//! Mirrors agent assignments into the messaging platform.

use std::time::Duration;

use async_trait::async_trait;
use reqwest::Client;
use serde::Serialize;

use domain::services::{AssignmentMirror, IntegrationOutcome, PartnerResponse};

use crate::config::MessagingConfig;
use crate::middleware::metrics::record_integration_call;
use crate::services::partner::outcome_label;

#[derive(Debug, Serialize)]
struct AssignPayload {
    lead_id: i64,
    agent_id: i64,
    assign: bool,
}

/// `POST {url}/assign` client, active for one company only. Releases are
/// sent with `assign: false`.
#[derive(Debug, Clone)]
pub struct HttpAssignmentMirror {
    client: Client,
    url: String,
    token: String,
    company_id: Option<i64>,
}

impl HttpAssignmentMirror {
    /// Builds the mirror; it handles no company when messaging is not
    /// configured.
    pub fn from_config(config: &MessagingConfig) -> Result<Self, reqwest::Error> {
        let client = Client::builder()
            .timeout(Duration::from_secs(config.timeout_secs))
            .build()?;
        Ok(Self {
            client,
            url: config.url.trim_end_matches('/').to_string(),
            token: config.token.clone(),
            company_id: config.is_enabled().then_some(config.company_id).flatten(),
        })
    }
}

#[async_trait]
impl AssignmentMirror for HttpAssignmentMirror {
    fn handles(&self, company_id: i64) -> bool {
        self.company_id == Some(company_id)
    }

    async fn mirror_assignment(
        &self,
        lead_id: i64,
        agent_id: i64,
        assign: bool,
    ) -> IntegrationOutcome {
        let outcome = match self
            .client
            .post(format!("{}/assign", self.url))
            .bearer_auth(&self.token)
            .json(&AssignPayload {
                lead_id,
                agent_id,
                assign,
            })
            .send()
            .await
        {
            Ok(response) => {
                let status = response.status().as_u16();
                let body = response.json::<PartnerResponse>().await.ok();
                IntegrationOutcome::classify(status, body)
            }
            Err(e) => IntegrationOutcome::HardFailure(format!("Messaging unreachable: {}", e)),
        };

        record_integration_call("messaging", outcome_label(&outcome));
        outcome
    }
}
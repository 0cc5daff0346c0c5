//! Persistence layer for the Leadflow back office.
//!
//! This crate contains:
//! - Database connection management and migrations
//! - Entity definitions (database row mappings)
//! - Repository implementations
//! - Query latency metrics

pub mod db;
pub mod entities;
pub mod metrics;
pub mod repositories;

▶ _Work instruction_
Each record must be transcribed exactly, with nothing left out.

▶ _Task result_
//! Mirrors agent assignments into the messaging platform.

use std::time::Duration;

use async_trait::async_trait;
use reqwest::Client;
use serde::Serialize;

use domain::services::{AssignmentMirror, IntegrationOutcome, PartnerResponse};

use crate::config::MessagingConfig;
use crate::middleware::metrics::record_integration_call;
use crate::services::partner::outcome_label;

#[derive(Debug, Serialize)]
struct AssignPayload {
    lead_id: i64,
    agent_id: i64,
    assign: bool,
}

/// `POST {url}/assign` client, active for one company only. Releases are
/// sent with `assign: false`.
#[derive(Debug, Clone)]
pub struct HttpAssignmentMirror {
    client: Client,
    url: String,
    token: String,
    company_id: Option<i64>,
}

impl HttpAssignmentMirror {
    /// Builds the mirror; it handles no company when messaging is not
    /// configured.
    pub fn from_config(config: &MessagingConfig) -> Result<Self, reqwest::Error> {
        let client = Client::builder()
            .timeout(Duration::from_secs(config.timeout_secs))
            .build()?;
        Ok(Self {
            client,
            url: config.url.trim_end_matches('/').to_string(),
            token: config.token.clone(),
            company_id: config.is_enabled().then_some(config.company_id).flatten(),
        })
    }
}

#[async_trait]
impl AssignmentMirror for HttpAssignmentMirror {
    fn handles(&self, company_id: i64) -> bool {
        self.company_id == Some(company_id)
    }

    async fn mirror_assignment(
        &self,
        lead_id: i64,
        agent_id: i64,
        assign: bool,
    ) -> IntegrationOutcome {
        let outcome = match self
            .client
            .post(format!("{}/assign", self.url))
            .bearer_auth(&self.token)
            .json(&AssignPayload {
                lead_id,
                agent_id,
                assign,
            })
            .send()
            .await
        {
            Ok(response) => {
                let status = response.status().as_u16();
                let body = response.json::<PartnerResponse>().await.ok();
                IntegrationOutcome::classify(status, body)
            }
            Err(e) => IntegrationOutcome::HardFailure(format!("Messaging unreachable: {}", e)),
        };

        record_integration_call("messaging", outcome_label(&outcome));
        outcome
    }
}
repository 0cc5daff0346c0c5
//! Persistence layer for the Leadflow back office.
//!
//! This crate contains:
//! - Database connection management and migrations
//! - Entity definitions (database row mappings)
//! - Repository implementations
//! - Query latency metrics

pub mod db;
pub mod entities;
pub mod metrics;
pub mod repositories;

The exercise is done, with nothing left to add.